We see the companies that are out in front of this right now. And what I mean by “out in front” is outperforming year over year on diversity goals. The companies that are outpacing their peers are leaning forward on things like childcare, elder-care supplements, thinking about flexibility, reimagining the roles. And, in particular, focusing more on the outputs and less on the inputs. “I don’t need FaceTime with you 24/7 if you get a great job done.”

The second thing they’re doing is they’re actually rewarding that extra work that women are doing in the workplace. When [women] show up as leaders who care for employees and their well-being—in the ways they disproportionately are holding the responsibility for DEI [diversity, equity, and inclusion]—only 25 percent of companies reward that in their performance reviews. But that 25 percent of companies is disproportionately those companies that are out in front on DEI overall.

Burnout for intersectional women

Lucia Rahilly: Speaking of DEI, the story we heard was shared by a working mom who is also Latina. Lareina, can you speak to burnout for women at the intersection—women of color, for example, or LGBTQ+ women?

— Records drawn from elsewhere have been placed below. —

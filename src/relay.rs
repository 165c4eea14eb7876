//! Relay routing
//!
//! Relays next to resource nodes collect energy from gatherers and push it
//! toward the emptiest relay elsewhere in the zone. Routing touches only
//! relay fill levels and cooldowns.

use tracing::{debug, info, warn};
use serde::{Deserialize, Serialize};

use crate::{config::RelayConfig, geometry::Position, world::PointId};

#[derive(Debug, Clone, PartialEq, Serialize, Deserialize)]
pub struct Relay {
    pub id: PointId,
    pub position: Position,
    pub amount: u32,
    pub capacity: u32,
    /// Steps until the relay may take part in a transfer again.
    pub cooldown: u32,
}

impl Relay {
    pub fn fill_ratio(&self) -> f64 {
        self.amount as f64 / self.capacity.max(1) as f64
    }

    pub fn free(&self) -> u32 {
        self.capacity.saturating_sub(self.amount)
    }
}

#[derive(Debug, Clone, Copy, PartialEq, Eq, Serialize, Deserialize)]
#[serde(rename_all = "snake_case")]
pub enum RelayRole {
    SourceSide,
    SinkSide,
}

pub fn relay_role(position: Position, nodes: &[Position], radius: u32) -> RelayRole {
    if nodes.iter().any(|node| position.within(*node, radius)) {
        RelayRole::SourceSide
    } else {
        RelayRole::SinkSide
    }
}

#[derive(Debug, Clone, Copy, Default, PartialEq, Eq, Serialize, Deserialize)]
pub struct RelayStats {
    pub total: u32,
    pub source_side: u32,
    pub sink_side: u32,
}

pub fn relay_stats(relays: &[Relay], nodes: &[Position], radius: u32) -> RelayStats {
    let source_side = relays
        .iter()
        .filter(|relay| relay_role(relay.position, nodes, radius) == RelayRole::SourceSide)
        .count() as u32;
    RelayStats {
        total: relays.len() as u32,
        source_side,
        sink_side: relays.len() as u32 - source_side,
    }
}

/// Sink-side relays holding more than the transfer floor, in relay order.
pub fn relays_needing_haul(
    relays: &[Relay],
    nodes: &[Position],
    config: &RelayConfig,
) -> Vec<PointId> {
    relays
        .iter()
        .filter(|relay| {
            relay_role(relay.position, nodes, config.source_radius) == RelayRole::SinkSide
        })
        .filter(|relay| relay.amount > config.min_transfer)
        .map(|relay| relay.id)
        .collect()
}

/// Index of the sink-side relay with the lowest fill, closer to the hub on ties.
pub fn select_sink(
    relays: &[Relay],
    nodes: &[Position],
    hub: Position,
    radius: u32,
) -> Option<usize> {
    let mut best: Option<usize> = None;
    for (index, relay) in relays.iter().enumerate() {
        if relay_role(relay.position, nodes, radius) != RelayRole::SinkSide {
            continue;
        }
        let better = match best {
            None => true,
            Some(current) => {
                let incumbent = &relays[current];
                relay.fill_ratio() < incumbent.fill_ratio()
                    || (relay.fill_ratio() == incumbent.fill_ratio()
                        && relay.position.distance(hub) < incumbent.position.distance(hub))
            }
        };
        if better {
            best = Some(index);
        }
    }
    best
}

#[derive(Debug, Clone, Copy, PartialEq, Eq, Serialize, Deserialize)]
pub struct Transfer {
    pub from: PointId,
    pub to: PointId,
    /// Energy that left the source.
    pub sent: u32,
    /// Energy that arrived after transit loss.
    pub delivered: u32,
}

#[derive(Debug, Clone, PartialEq, Eq)]
pub enum RoutingOutcome {
    Disabled,
    /// Routed already within the current interval.
    NotDue,
    /// No source relay holds enough energy to send.
    Idle,
    /// Sources were ready but no sink-side relay exists.
    NoSink,
    /// Sources were ready but the sink could not accept anything.
    Blocked,
    Transferred(Vec<Transfer>),
}

impl RoutingOutcome {
    pub fn transfers(&self) -> &[Transfer] {
        match self {
            RoutingOutcome::Transferred(transfers) => transfers,
            _ => &[],
        }
    }

    fn is_failure(&self) -> bool {
        matches!(self, RoutingOutcome::NoSink | RoutingOutcome::Blocked)
    }
}

/// Per-zone routing state carried between steps.
#[derive(Debug, Clone, Default, PartialEq, Serialize, Deserialize)]
pub struct RelayNetwork {
    pub last_routed_step: Option<u64>,
    /// Consecutive routing cycles in which ready sources could not send.
    pub failure_streak: u32,
    pub energy_sent: u64,
    pub energy_lost: u64,
}

impl RelayNetwork {
    pub fn is_due(&self, step: u64, interval: u64) -> bool {
        match self.last_routed_step {
            None => true,
            Some(last) => step.saturating_sub(last) >= interval.max(1),
        }
    }

    pub fn route_energy(
        &mut self,
        zone: &str,
        step: u64,
        relays: &mut [Relay],
        nodes: &[Position],
        hub: Position,
        config: &RelayConfig,
    ) -> RoutingOutcome {
        if !config.enabled {
            return RoutingOutcome::Disabled;
        }
        if !self.is_due(step, config.transfer_interval) {
            return RoutingOutcome::NotDue;
        }
        self.last_routed_step = Some(step);

        let outcome = plan_and_apply(relays, nodes, hub, config);
        for transfer in outcome.transfers() {
            self.energy_sent += transfer.sent as u64;
            self.energy_lost += (transfer.sent - transfer.delivered) as u64;
            debug!(
                "zone {zone}: relay {} -> {} sent {} delivered {}",
                transfer.from, transfer.to, transfer.sent, transfer.delivered
            );
        }

        if outcome.is_failure() {
            self.failure_streak += 1;
            if self.failure_streak == 2 {
                warn!(
                    "zone {zone}: relay routing stalled for {} cycles ({:?})",
                    self.failure_streak, outcome
                );
            } else {
                debug!("zone {zone}: relay routing skipped ({outcome:?})");
            }
        } else {
            if self.failure_streak > 1 {
                info!("zone {zone}: relay routing recovered");
            }
            self.failure_streak = 0;
        }
        outcome
    }
}

fn plan_and_apply(
    relays: &mut [Relay],
    nodes: &[Position],
    hub: Position,
    config: &RelayConfig,
) -> RoutingOutcome {
    let ready: Vec<usize> = relays
        .iter()
        .enumerate()
        .filter(|(_, relay)| {
            relay_role(relay.position, nodes, config.source_radius) == RelayRole::SourceSide
                && relay.fill_ratio() > config.source_threshold
                && relay.amount > config.min_transfer
                && relay.cooldown == 0
        })
        .map(|(index, _)| index)
        .collect();
    if ready.is_empty() {
        return RoutingOutcome::Idle;
    }
    let Some(sink) = select_sink(relays, nodes, hub, config.source_radius) else {
        return RoutingOutcome::NoSink;
    };

    let mut transfers = Vec::new();
    for source in ready {
        if relays[sink].fill_ratio() >= config.sink_threshold || relays[sink].cooldown > 0 {
            break;
        }
        let sent = relays[source].amount.min(relays[sink].free());
        if sent < config.min_transfer {
            continue;
        }
        let delivered = sent - transit_loss(sent, config.transfer_loss);
        relays[source].amount -= sent;
        relays[source].cooldown = config.cooldown;
        relays[sink].amount += delivered;
        transfers.push(Transfer {
            from: relays[source].id,
            to: relays[sink].id,
            sent,
            delivered,
        });
    }

    if transfers.is_empty() {
        RoutingOutcome::Blocked
    } else {
        RoutingOutcome::Transferred(transfers)
    }
}

/// Loss rounded up to whole units, tolerant of float noise on exact products.
fn transit_loss(sent: u32, loss: f64) -> u32 {
    let exact = sent as f64 * loss.clamp(0.0, 1.0);
    let rounded = exact.round();
    let lost = if (exact - rounded).abs() < 1e-9 {
        rounded
    } else {
        exact.ceil()
    };
    (lost as u32).min(sent)
}

#[cfg(test)]
mod tests {
    use super::*;

    const NODE: Position = Position::new(10, 10);
    const HUB: Position = Position::new(25, 25);

    fn relay(id: u64, position: Position, amount: u32) -> Relay {
        Relay {
            id: PointId::new(id),
            position,
            amount,
            capacity: 800,
            cooldown: 0,
        }
    }

    fn route(network: &mut RelayNetwork, step: u64, relays: &mut [Relay]) -> RoutingOutcome {
        network.route_energy("test", step, relays, &[NODE], HUB, &RelayConfig::default())
    }

    #[test]
    fn roles_follow_node_proximity() {
        assert_eq!(
            relay_role(Position::new(12, 11), &[NODE], 3),
            RelayRole::SourceSide
        );
        assert_eq!(
            relay_role(Position::new(12, 12), &[NODE], 3),
            RelayRole::SinkSide
        );
        let relays = [relay(1, Position::new(11, 10), 0), relay(2, HUB, 0)];
        assert_eq!(
            relay_stats(&relays, &[NODE], 3),
            RelayStats {
                total: 2,
                source_side: 1,
                sink_side: 1
            }
        );
    }

    #[test]
    fn saturated_sink_blocks_until_it_drains() {
        let mut network = RelayNetwork::default();
        let mut relays = [relay(1, Position::new(11, 10), 720), relay(2, HUB, 600)];

        assert_eq!(route(&mut network, 0, &mut relays), RoutingOutcome::Blocked);
        assert_eq!(relays[0].amount, 720);
        assert_eq!(relays[1].amount, 600);

        relays[1].amount = 480;
        let outcome = route(&mut network, 3, &mut relays);
        assert_eq!(outcome.transfers().len(), 1);
        let transfer = outcome.transfers()[0];
        assert_eq!(transfer.sent, 320);
        assert_eq!(transfer.delivered, 310);
        assert_eq!(relays[0].amount, 400);
        assert_eq!(relays[1].amount, 790);

        // same step again is a no-op
        assert_eq!(route(&mut network, 3, &mut relays), RoutingOutcome::NotDue);
        relays[0].cooldown = 0;
        // the source dropped to 50% and no longer qualifies
        assert_eq!(route(&mut network, 6, &mut relays), RoutingOutcome::Idle);
    }

    #[test]
    fn transfers_respect_amount_and_free_space() {
        let mut network = RelayNetwork::default();
        let mut relays = [
            relay(1, Position::new(11, 10), 700),
            relay(2, Position::new(10, 12), 650),
            relay(3, HUB, 100),
        ];
        let outcome = route(&mut network, 0, &mut relays);
        let transfers = outcome.transfers();
        // first source fills the sink past its threshold, the second waits
        assert_eq!(transfers.len(), 1);
        assert!(transfers[0].sent <= 700);
        assert!(transfers[0].sent <= 700.min(800 - 100));
        assert_eq!(relays[1].amount, 650);
        assert!(relays[2].amount <= relays[2].capacity);
        assert_eq!(network.energy_sent, transfers[0].sent as u64);
    }

    #[test]
    fn all_ready_sources_may_feed_one_sink() {
        let mut network = RelayNetwork::default();
        let mut relays = [
            relay(1, Position::new(11, 10), 450),
            relay(2, Position::new(10, 12), 450),
            relay(3, HUB, 0),
        ];
        relays[2].capacity = 2_000;
        let outcome = route(&mut network, 0, &mut relays);
        assert_eq!(outcome.transfers().len(), 2);
        assert_eq!(relays[0].amount, 0);
        assert_eq!(relays[1].amount, 0);
        assert_eq!(relays[2].amount, 436 * 2);
        assert_eq!(network.energy_lost, 28);
    }

    #[test]
    fn transit_loss_rounds_up() {
        assert_eq!(transit_loss(700, 0.03), 21);
        assert_eq!(transit_loss(320, 0.03), 10);
        assert_eq!(transit_loss(5, 1.0), 5);
    }

    #[test]
    fn cooling_sink_never_receives() {
        let mut network = RelayNetwork::default();
        let mut relays = [relay(1, Position::new(11, 10), 720), relay(2, HUB, 0)];
        relays[1].cooldown = 1;
        assert_eq!(route(&mut network, 0, &mut relays), RoutingOutcome::Blocked);
        assert_eq!(relays[1].amount, 0);
    }

    #[test]
    fn lowest_fill_sink_wins_ties_by_hub_distance() {
        let nodes = [NODE];
        let relays = [
            relay(1, Position::new(40, 40), 100),
            relay(2, Position::new(26, 25), 100),
            relay(3, Position::new(30, 30), 300),
        ];
        assert_eq!(select_sink(&relays, &nodes, HUB, 3), Some(1));
        let hauls = relays_needing_haul(&relays, &nodes, &RelayConfig::default());
        assert_eq!(hauls, vec![PointId::new(3)]);
    }

    #[test]
    fn persistent_failure_is_counted() {
        let mut network = RelayNetwork::default();
        let mut relays = [relay(1, Position::new(11, 10), 720)];
        assert_eq!(route(&mut network, 0, &mut relays), RoutingOutcome::NoSink);
        assert_eq!(route(&mut network, 3, &mut relays), RoutingOutcome::NoSink);
        assert_eq!(network.failure_streak, 2);
    }
}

Lareina Yee: Let’s start with something that Alexis just said, which is that, in this period of time, women have stepped up. Only a quarter of them say that that extra work was reflected in their performance review, a promotion, or a raise. So you’re doing extra and being largely unrewarded for it. That’s the starting point for all women.

To your point, as we look at intersectionality, the challenge is that the barriers all around you, from the very moment you start, are so much steeper. You have that extra context as well.

So let’s make that specific. Let’s say you are an Asian woman starting out. Perhaps you are someone like me. I am Asian American. You go through the corporate world, doing the extra work, less recognized even before. And still now you are much less likely to be promoted.

We see that Asian women account for one in 15 roles in the entry level among women, but they’re only one in 50 in the C-suite. We see that if you’re a Latinx woman, if you’re a Black woman, if you’re a woman with a disability, that at each of those intersections, the likelihood of being promoted, the gaps in terms of getting to the next level, the broken rung, they’re not just at the entry level. They’re there every step of the way.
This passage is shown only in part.